PROVIDED DATA =>
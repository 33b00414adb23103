//! # extract: building a local single-table extract file
//!
//! An extract holds exactly one table, `"Extract"."Extract"`. Building one:
//!
//! 1. Resolve the column list, either inferred from the input rows
//!    ([`create_extract_schema`]) or read from a custom schema file.
//! 2. Stage the rows as a temporary CSV (`temp*.csv`) in the staging
//!    directory. The staged file is removed when this function returns,
//!    whether or not the build succeeded.
//! 3. Hand the engine a fresh database path plus the DDL and a bulk `COPY`
//!    from the staged CSV.
//!
//! Missing cells are staged as the fill value of their column type, so numeric
//! gaps load as zero and timestamp, boolean and interval gaps load as NULL.
//! CSV inputs with a custom schema are copied straight from the source file
//! and never staged.

use std::path::{Path, PathBuf};
use tempfile::NamedTempFile;
use tracing::{error, info};

use crate::contract::ExtractEngine;
use crate::error::PlumberError;
use crate::schema::{
    create_extract_schema, fill_missing, load_custom_schema, ColumnDefinition, ExtractInput,
};
use crate::table::DataTable;

pub const EXTRACT_SCHEMA: &str = "Extract";
pub const EXTRACT_TABLE: &str = "Extract";

/// Quotes an SQL identifier, doubling embedded quotes.
pub fn escape_name(name: &str) -> String {
    format!("\"{}\"", name.replace('"', "\"\""))
}

/// Quotes an SQL string literal, doubling embedded single quotes.
pub fn escape_string_literal(value: &str) -> String {
    format!("'{}'", value.replace('\'', "''"))
}

/// Fully qualified name of the extract table.
pub fn table_name() -> String {
    format!("{}.{}", escape_name(EXTRACT_SCHEMA), escape_name(EXTRACT_TABLE))
}

/// DDL and bulk load for one extract table fed from `csv_path`.
pub fn extract_commands(columns: &[ColumnDefinition], csv_path: &Path) -> Vec<String> {
    let column_sql = columns
        .iter()
        .map(|c| format!("{} {}", escape_name(&c.name), c.sql_type.sql()))
        .collect::<Vec<_>>()
        .join(", ");
    vec![
        format!("CREATE SCHEMA {}", escape_name(EXTRACT_SCHEMA)),
        format!("CREATE TABLE {} ({column_sql})", table_name()),
        format!(
            "COPY {} FROM {} WITH (format csv, NULL 'NULL', delimiter ',', header)",
            table_name(),
            escape_string_literal(&csv_path.to_string_lossy())
        ),
    ]
}

#[derive(Debug, Clone, PartialEq, Eq)]
pub enum SchemaSource {
    /// Infer column types from the input rows.
    Inferred,
    /// Read the column list from a JSON schema file.
    Custom(PathBuf),
}

#[derive(Debug, Clone, PartialEq, Eq)]
pub struct ExtractRequest {
    pub extract_path: PathBuf,
    pub input: ExtractInput,
    pub schema: SchemaSource,
    /// Where the temporary CSV is written; `None` means the working directory.
    pub staging_dir: Option<PathBuf>,
}

impl ExtractRequest {
    pub fn new(extract_path: impl Into<PathBuf>, input: ExtractInput) -> Self {
        Self {
            extract_path: extract_path.into(),
            input,
            schema: SchemaSource::Inferred,
            staging_dir: None,
        }
    }
}

#[derive(Debug, Clone, PartialEq, Eq)]
pub struct ExtractReport {
    pub extract_path: PathBuf,
    pub columns: Vec<ColumnDefinition>,
    pub row_count: u64,
}

/// Where the engine reads rows from. Holding the temp file keeps it alive.
enum CopySource {
    Staged(NamedTempFile),
    Existing(PathBuf),
}

impl CopySource {
    fn path(&self) -> &Path {
        match self {
            CopySource::Staged(file) => file.path(),
            CopySource::Existing(path) => path,
        }
    }
}

fn stage_table(table: &DataTable, staging_dir: Option<&Path>) -> Result<NamedTempFile, PlumberError> {
    let dir = match staging_dir {
        Some(dir) => std::path::absolute(dir)?,
        None => std::env::current_dir()?,
    };
    let staged = tempfile::Builder::new()
        .prefix("temp")
        .suffix(".csv")
        .tempfile_in(&dir)?;
    table.write_csv(staged.as_file())?;
    info!(path = %staged.path().display(), rows = table.row_count(), "Staged extract rows");
    Ok(staged)
}

/// Builds a fresh extract file and reports the number of rows loaded.
pub async fn create_extract<E: ExtractEngine>(
    engine: &E,
    request: ExtractRequest,
) -> Result<ExtractReport, PlumberError> {
    let ExtractRequest {
        extract_path,
        input,
        schema,
        staging_dir,
    } = request;
    let staging_dir = staging_dir.as_deref();

    let (columns, source) = match schema {
        SchemaSource::Inferred => {
            let (columns, filled) = create_extract_schema(input)?;
            (columns, CopySource::Staged(stage_table(&filled, staging_dir)?))
        }
        SchemaSource::Custom(schema_path) => {
            let columns = load_custom_schema(&schema_path)?;
            let source = match input {
                ExtractInput::Table(mut table) => {
                    if table.columns.len() != columns.len() {
                        return Err(PlumberError::Schema(format!(
                            "schema declares {} columns, table has {}",
                            columns.len(),
                            table.columns.len()
                        )));
                    }
                    fill_missing(&mut table, &columns);
                    CopySource::Staged(stage_table(&table, staging_dir)?)
                }
                ExtractInput::CsvPath(path) => CopySource::Existing(path.canonicalize()?),
            };
            (columns, source)
        }
    };

    let database = std::path::absolute(&extract_path)?;
    let commands = extract_commands(&columns, source.path());
    info!(
        extract = %database.display(),
        columns = columns.len(),
        "Creating extract file"
    );

    let results = engine
        .execute_script(&database, &commands)
        .await
        .map_err(|e| {
            error!(error = %e, extract = %database.display(), "Extract creation failed");
            e
        })?;
    drop(source);

    let row_count = match results.as_slice() {
        [.., copied] if results.len() == commands.len() => *copied,
        _ => {
            return Err(PlumberError::Extract(format!(
                "engine ran {} of {} commands",
                results.len(),
                commands.len()
            )))
        }
    };

    info!(rows = row_count, extract = %database.display(), "Extract file has been generated");
    Ok(ExtractReport {
        extract_path: database,
        columns,
        row_count,
    })
}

TASK PROMPT =>
Output each record exactly, leaving nothing out.

TASK RESULT =>
repository 33b00414adb23103
//! # extract: building a local single-table extract file
//!
//! An extract holds exactly one table, `"Extract"."Extract"`. Building one:
//!
//! 1. Resolve the column list, either inferred from the input rows
//!    ([`create_extract_schema`]) or read from a custom schema file.
//! 2. Stage the rows as a temporary CSV (`temp*.csv`) in the staging
//!    directory. The staged file is removed when this function returns,
//!    whether or not the build succeeded.
//! 3. Hand the engine a fresh database path plus the DDL and a bulk `COPY`
//!    from the staged CSV.
//!
//! Missing cells are staged as the fill value of their column type, so numeric
//! gaps load as zero and timestamp, boolean and interval gaps load as NULL.
//! CSV inputs with a custom schema are copied straight from the source file
//! and never staged.

use std::path::{Path, PathBuf};
use tempfile::NamedTempFile;
use tracing::{error, info};

use crate::contract::ExtractEngine;
use crate::error::PlumberError;
use crate::schema::{
    create_extract_schema, fill_missing, load_custom_schema, ColumnDefinition, ExtractInput,
};
use crate::table::DataTable;

pub const EXTRACT_SCHEMA: &str = "Extract";
pub const EXTRACT_TABLE: &str = "Extract";

/// Quotes an SQL identifier, doubling embedded quotes.
pub fn escape_name(name: &str) -> String {
    format!("\"{}\"", name.replace('"', "\"\""))
}

/// Quotes an SQL string literal, doubling embedded single quotes.
pub fn escape_string_literal(value: &str) -> String {
    format!("'{}'", value.replace('\'', "''"))
}

/// Fully qualified name of the extract table.
pub fn table_name() -> String {
    format!("{}.{}", escape_name(EXTRACT_SCHEMA), escape_name(EXTRACT_TABLE))
}

/// DDL and bulk load for one extract table fed from `csv_path`.
pub fn extract_commands(columns: &[ColumnDefinition], csv_path: &Path) -> Vec<String> {
    let column_sql = columns
        .iter()
        .map(|c| format!("{} {}", escape_name(&c.name), c.sql_type.sql()))
        .collect::<Vec<_>>()
        .join(", ");
    vec![
        format!("CREATE SCHEMA {}", escape_name(EXTRACT_SCHEMA)),
        format!("CREATE TABLE {} ({column_sql})", table_name()),
        format!(
            "COPY {} FROM {} WITH (format csv, NULL 'NULL', delimiter ',', header)",
            table_name(),
            escape_string_literal(&csv_path.to_string_lossy())
        ),
    ]
}

#[derive(Debug, Clone, PartialEq, Eq)]
pub enum SchemaSource {
    /// Infer column types from the input rows.
    Inferred,
    /// Read the column list from a JSON schema file.
    Custom(PathBuf),
}

#[derive(Debug, Clone, PartialEq, Eq)]
pub struct ExtractRequest {
    pub extract_path: PathBuf,
    pub input: ExtractInput,
    pub schema: SchemaSource,
    /// Where the temporary CSV is written; `None` means the working directory.
    pub staging_dir: Option<PathBuf>,
}

impl ExtractRequest {
    pub fn new(extract_path: impl Into<PathBuf>, input: ExtractInput) -> Self {
        Self {
            extract_path: extract_path.into(),
            input,
            schema: SchemaSource::Inferred,
            staging_dir: None,
        }
    }
}

#[derive(Debug, Clone, PartialEq, Eq)]
pub struct ExtractReport {
    pub extract_path: PathBuf,
    pub columns: Vec<ColumnDefinition>,
    pub row_count: u64,
}

/// Where the engine reads rows from. Holding the temp file keeps it alive.
enum CopySource {
    Staged(NamedTempFile),
    Existing(PathBuf),
}

impl CopySource {
    fn path(&self) -> &Path {
        match self {
            CopySource::Staged(file) => file.path(),
            CopySource::Existing(path) => path,
        }
    }
}

fn stage_table(table: &DataTable, staging_dir: Option<&Path>) -> Result<NamedTempFile, PlumberError> {
    let dir = match staging_dir {
        Some(dir) => std::path::absolute(dir)?,
        None => std::env::current_dir()?,
    };
    let staged = tempfile::Builder::new()
        .prefix("temp")
        .suffix(".csv")
        .tempfile_in(&dir)?;
    table.write_csv(staged.as_file())?;
    info!(path = %staged.path().display(), rows = table.row_count(), "Staged extract rows");
    Ok(staged)
}

/// Builds a fresh extract file and reports the number of rows loaded.
pub async fn create_extract<E: ExtractEngine>(
    engine: &E,
    request: ExtractRequest,
) -> Result<ExtractReport, PlumberError> {
    let ExtractRequest {
        extract_path,
        input,
        schema,
        staging_dir,
    } = request;
    let staging_dir = staging_dir.as_deref();

    let (columns, source) = match schema {
        SchemaSource::Inferred => {
            let (columns, filled) = create_extract_schema(input)?;
            (columns, CopySource::Staged(stage_table(&filled, staging_dir)?))
        }
        SchemaSource::Custom(schema_path) => {
            let columns = load_custom_schema(&schema_path)?;
            let source = match input {
                ExtractInput::Table(mut table) => {
                    if table.columns.len() != columns.len() {
                        return Err(PlumberError::Schema(format!(
                            "schema declares {} columns, table has {}",
                            columns.len(),
                            table.columns.len()
                        )));
                    }
                    fill_missing(&mut table, &columns);
                    CopySource::Staged(stage_table(&table, staging_dir)?)
                }
                ExtractInput::CsvPath(path) => CopySource::Existing(path.canonicalize()?),
            };
            (columns, source)
        }
    };

    let database = std::path::absolute(&extract_path)?;
    let commands = extract_commands(&columns, source.path());
    info!(
        extract = %database.display(),
        columns = columns.len(),
        "Creating extract file"
    );

    let results = engine
        .execute_script(&database, &commands)
        .await
        .map_err(|e| {
            error!(error = %e, extract = %database.display(), "Extract creation failed");
            e
        })?;
    drop(source);

    let row_count = match results.as_slice() {
        [.., copied] if results.len() == commands.len() => *copied,
        _ => {
            return Err(PlumberError::Extract(format!(
                "engine ran {} of {} commands",
                results.len(),
                commands.len()
            )))
        }
    };

    info!(rows = row_count, extract = %database.display(), "Extract file has been generated");
    Ok(ExtractReport {
        extract_path: database,
        columns,
        row_count,
    })
}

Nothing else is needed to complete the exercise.